=== Section Start ===
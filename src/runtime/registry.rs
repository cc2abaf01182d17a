//! Name-keyed table of live streams.

use super::management::{Maintained, ManagementThreadPool};
use crate::config::RuntimeConfig;
use crate::data::{DataInput, DataOutput, MultiResult, SinkSelector, SourceSelector};
use crate::engine::{ExecutionEngine, GraphDescription};
use crate::error::{Result, StreamError};
use crate::stream::PipelineInstance;
use rayon::prelude::*;
use std::collections::HashMap;
use std::path::Path;
use std::sync::{Arc, Mutex, MutexGuard, Weak};
use std::time::Duration;

/// A name's place in the table.
enum Slot {
    /// Reserved while the engine builds the graph.
    Building,
    Live(Arc<PipelineInstance>),
    /// Being torn down.
    Stopping,
}

/// Creates, finds, and destroys streams by name.
///
/// The table lock is held only for lookups and inserts; building and tearing
/// down graphs happens outside it. A name is reserved for the whole time its
/// stream is being built or destroyed, so two threads can never race to
/// create or destroy the same stream.
pub struct PipelineRegistry {
    engine: Arc<dyn ExecutionEngine>,
    config: RuntimeConfig,
    pool: Arc<ManagementThreadPool>,
    streams: Mutex<HashMap<String, Slot>>,
}

impl PipelineRegistry {
    /// Registry backed by the process-wide management pool.
    pub fn new(engine: Arc<dyn ExecutionEngine>, config: RuntimeConfig) -> Self {
        let pool = ManagementThreadPool::global(&config);
        Self::with_pool(engine, config, pool)
    }

    pub fn with_pool(
        engine: Arc<dyn ExecutionEngine>,
        config: RuntimeConfig,
        pool: Arc<ManagementThreadPool>,
    ) -> Self {
        Self {
            engine,
            config: config.normalized(),
            pool,
            streams: Mutex::new(HashMap::new()),
        }
    }

    pub fn config(&self) -> &RuntimeConfig {
        &self.config
    }

    pub fn pool(&self) -> &Arc<ManagementThreadPool> {
        &self.pool
    }

    /// Build, start, and register a stream.
    ///
    /// If anything fails the name is released again.
    pub fn create(&self, name: &str, description: &GraphDescription) -> Result<Arc<PipelineInstance>> {
        {
            let mut streams = self.lock();
            if streams.contains_key(name) {
                return Err(StreamError::AlreadyExists(name.to_string()));
            }
            if streams.len() >= self.config.max_streams {
                return Err(StreamError::InvalidConfig(format!(
                    "stream limit of {} reached",
                    self.config.max_streams
                )));
            }
            streams.insert(name.to_string(), Slot::Building);
        }

        if let Err(err) = self.pool.acquire() {
            self.lock().remove(name);
            return Err(err);
        }

        let instance =
            match PipelineInstance::create(name, description, self.engine.clone(), &self.config) {
                Ok(instance) => Arc::new(instance),
                Err(err) => {
                    self.lock().remove(name);
                    self.pool.release();
                    tracing::error!(stream = name, error = %err, "stream creation failed");
                    return Err(err);
                }
            };

        let weak: Weak<dyn Maintained> = Arc::downgrade(&(instance.clone() as Arc<dyn Maintained>));
        self.pool.watch(weak);
        self.lock()
            .insert(name.to_string(), Slot::Live(instance.clone()));
        tracing::info!(stream = name, "stream created");
        Ok(instance)
    }

    /// Parse a JSON description and create a stream from it.
    pub fn create_from_json(&self, name: &str, description: &str) -> Result<Arc<PipelineInstance>> {
        let description = GraphDescription::from_json_str(description)?;
        self.create(name, &description)
    }

    /// Create every stream of a `{ "name": description, ... }` object.
    ///
    /// Stops at the first failure; streams created before it stay registered.
    pub fn create_multiple(&self, descriptions: &str) -> Result<Vec<String>> {
        let value: serde_json::Value = serde_json::from_str(descriptions)?;
        let serde_json::Value::Object(streams) = value else {
            return Err(StreamError::InvalidConfig(
                "stream set must be a JSON object".to_string(),
            ));
        };

        let mut created = Vec::with_capacity(streams.len());
        for (name, description) in streams {
            let description = GraphDescription::from_value(description)?;
            self.create(&name, &description)?;
            created.push(name);
        }
        Ok(created)
    }

    /// [`create_multiple`](Self::create_multiple) from a file.
    pub fn create_from_file(&self, path: impl AsRef<Path>) -> Result<Vec<String>> {
        let text = std::fs::read_to_string(path)?;
        self.create_multiple(&text)
    }

    /// Look up a live stream.
    pub fn get(&self, name: &str) -> Result<Arc<PipelineInstance>> {
        match self.lock().get(name) {
            Some(Slot::Live(instance)) => Ok(instance.clone()),
            _ => Err(StreamError::StreamNotFound(name.to_string())),
        }
    }

    /// Stop a stream and forget it.
    pub fn destroy(&self, name: &str) -> Result<()> {
        let instance = {
            let mut streams = self.lock();
            match streams.remove(name) {
                Some(Slot::Live(instance)) => {
                    streams.insert(name.to_string(), Slot::Stopping);
                    instance
                }
                Some(other) => {
                    streams.insert(name.to_string(), other);
                    return Err(StreamError::StreamNotFound(name.to_string()));
                }
                None => return Err(StreamError::StreamNotFound(name.to_string())),
            }
        };

        instance.shutdown();
        self.lock().remove(name);
        self.pool.release();
        tracing::info!(stream = name, "stream destroyed");
        Ok(())
    }

    /// Stop every live stream. Returns how many were stopped.
    pub fn destroy_all(&self) -> usize {
        let stopping: Vec<(String, Arc<PipelineInstance>)> = {
            let mut streams = self.lock();
            streams
                .iter_mut()
                .filter_map(|(name, slot)| match std::mem::replace(slot, Slot::Stopping) {
                    Slot::Live(instance) => Some((name.clone(), instance)),
                    other => {
                        *slot = other;
                        None
                    }
                })
                .collect()
        };

        stopping.par_iter().for_each(|(_, instance)| instance.shutdown());

        let mut streams = self.lock();
        for (name, _) in &stopping {
            streams.remove(name);
        }
        drop(streams);
        for _ in &stopping {
            self.pool.release();
        }

        if !stopping.is_empty() {
            tracing::info!(count = stopping.len(), "all streams destroyed");
        }
        stopping.len()
    }

    pub fn contains(&self, name: &str) -> bool {
        matches!(self.lock().get(name), Some(Slot::Live(_)))
    }

    /// Names of live streams, sorted.
    pub fn stream_names(&self) -> Vec<String> {
        let mut names: Vec<String> = self
            .lock()
            .iter()
            .filter(|(_, slot)| matches!(slot, Slot::Live(_)))
            .map(|(name, _)| name.clone())
            .collect();
        names.sort();
        names
    }

    /// Number of live streams.
    pub fn len(&self) -> usize {
        self.lock()
            .values()
            .filter(|slot| matches!(slot, Slot::Live(_)))
            .count()
    }

    pub fn is_empty(&self) -> bool {
        self.len() == 0
    }

    pub fn send(&self, name: &str, source: impl Into<SourceSelector>, input: DataInput) -> Result<()> {
        self.get(name)?.send(source, input)
    }

    pub fn send_with_id(
        &self,
        name: &str,
        source: impl Into<SourceSelector>,
        input: DataInput,
    ) -> Result<u64> {
        self.get(name)?.send_with_id(source, input)
    }

    pub fn send_multi(
        &self,
        name: &str,
        sources: &[SourceSelector],
        inputs: Vec<DataInput>,
    ) -> Result<u64> {
        self.get(name)?.send_multi(sources, inputs)
    }

    pub fn get_result(
        &self,
        name: &str,
        sink: impl Into<SinkSelector>,
        timeout: Duration,
    ) -> Result<DataOutput> {
        self.get(name)?.get(sink, timeout)
    }

    pub fn get_result_with_id(&self, name: &str, id: u64, timeout: Duration) -> Result<DataOutput> {
        self.get(name)?.get_with_id(id, timeout)
    }

    pub fn get_multi_result(&self, name: &str, id: u64, timeout: Duration) -> Result<MultiResult> {
        self.get(name)?.get_multi(id, timeout)
    }

    pub fn drop_result(&self, name: &str, id: u64) -> Result<()> {
        self.get(name)?.drop_result(id)
    }

    fn lock(&self) -> MutexGuard<'_, HashMap<String, Slot>> {
        self.streams.lock().unwrap_or_else(|e| e.into_inner())
    }
}

impl Drop for PipelineRegistry {
    fn drop(&mut self) {
        self.destroy_all();
    }
}

#[cfg(test)]
mod tests {
    use super::*;
    use crate::engine::ManualEngine;
    use crate::error::{EngineError, ErrorKind};
    use crate::runtime::PoolState;

    const DESC: &str = r#"{
        "appsrc0": { "factory": "appsrc", "next": "appsink0" },
        "appsink0": { "factory": "appsink" }
    }"#;

    fn registry() -> (Arc<ManualEngine>, PipelineRegistry) {
        let engine = Arc::new(ManualEngine::new());
        let pool = Arc::new(ManagementThreadPool::new(
            Duration::from_millis(20),
            Duration::from_millis(20),
        ));
        let registry = PipelineRegistry::with_pool(engine.clone(), RuntimeConfig::default(), pool);
        (engine, registry)
    }

    #[test]
    fn test_create_get_destroy() {
        let (_engine, registry) = registry();
        registry.create_from_json("p", DESC).unwrap();
        assert!(registry.contains("p"));
        assert_eq!(registry.pool().ref_count(), 1);

        let err = registry.create_from_json("p", DESC).unwrap_err();
        assert_eq!(err.kind(), ErrorKind::AlreadyExists);

        registry.destroy("p").unwrap();
        assert!(registry.get("p").unwrap_err().is_not_found());
        assert!(registry.destroy("p").unwrap_err().is_not_found());
        assert_eq!(registry.pool().ref_count(), 0);
        assert_eq!(registry.pool().state(), PoolState::Stopped);
    }

    #[test]
    fn test_failed_create_releases_name() {
        let (engine, registry) = registry();
        engine.fail_next_build(EngineError::new(4, "bad element"));
        let err = registry.create_from_json("p", DESC).unwrap_err();
        assert_eq!(err.kind(), ErrorKind::EngineFailure);
        assert!(!registry.contains("p"));
        assert_eq!(registry.pool().ref_count(), 0);

        registry.create_from_json("p", DESC).unwrap();
    }

    #[test]
    fn test_invalid_description_rejected() {
        let (_engine, registry) = registry();
        let err = registry.create_from_json("p", "not json").unwrap_err();
        assert_eq!(err.kind(), ErrorKind::InvalidConfig);
        assert!(registry.is_empty());
    }

    #[test]
    fn test_stream_limit() {
        let engine = Arc::new(ManualEngine::new());
        let config = RuntimeConfig {
            max_streams: 1,
            ..RuntimeConfig::default()
        };
        let pool = Arc::new(ManagementThreadPool::from_config(&config));
        let registry = PipelineRegistry::with_pool(engine, config, pool);
        registry.create_from_json("a", DESC).unwrap();
        let err = registry.create_from_json("b", DESC).unwrap_err();
        assert_eq!(err.kind(), ErrorKind::InvalidConfig);
    }

    #[test]
    fn test_create_multiple_and_destroy_all() {
        let (engine, registry) = registry();
        let set = format!(r#"{{ "cam0": {DESC}, "cam1": {DESC} }}"#);
        let created = registry.create_multiple(&set).unwrap();
        assert_eq!(created, vec!["cam0".to_string(), "cam1".to_string()]);
        assert_eq!(registry.stream_names(), created);
        assert_eq!(registry.pool().ref_count(), 2);

        assert_eq!(registry.destroy_all(), 2);
        assert!(registry.is_empty());
        assert_eq!(engine.graph_count(), 0);
        assert_eq!(registry.pool().ref_count(), 0);
    }

    #[test]
    fn test_send_and_get_by_name() {
        let (engine, registry) = registry();
        registry.create_from_json("p", DESC).unwrap();
        let id = registry
            .send_with_id("p", "appsrc0", DataInput::new(b"in".to_vec()))
            .unwrap();
        engine.deliver_to("p", 0, id, DataOutput::new(b"out".to_vec()));
        let output = registry
            .get_result_with_id("p", id, Duration::from_millis(100))
            .unwrap();
        assert_eq!(output.data, b"out");

        assert!(registry
            .send_with_id("missing", 0, DataInput::default())
            .unwrap_err()
            .is_not_found());
    }
}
=== Section End ===
The expected output is the exact run of lines from the start of the entries through the line with "use crate::config::RuntimeConfig;", inclusive.

- [EXPECTED ANSWER]
filename src/runtime/registry.rs
repository cc2abaf01182d17a
//! Name-keyed table of live streams.

use super::management::{Maintained, ManagementThreadPool};
use crate::config::RuntimeConfig;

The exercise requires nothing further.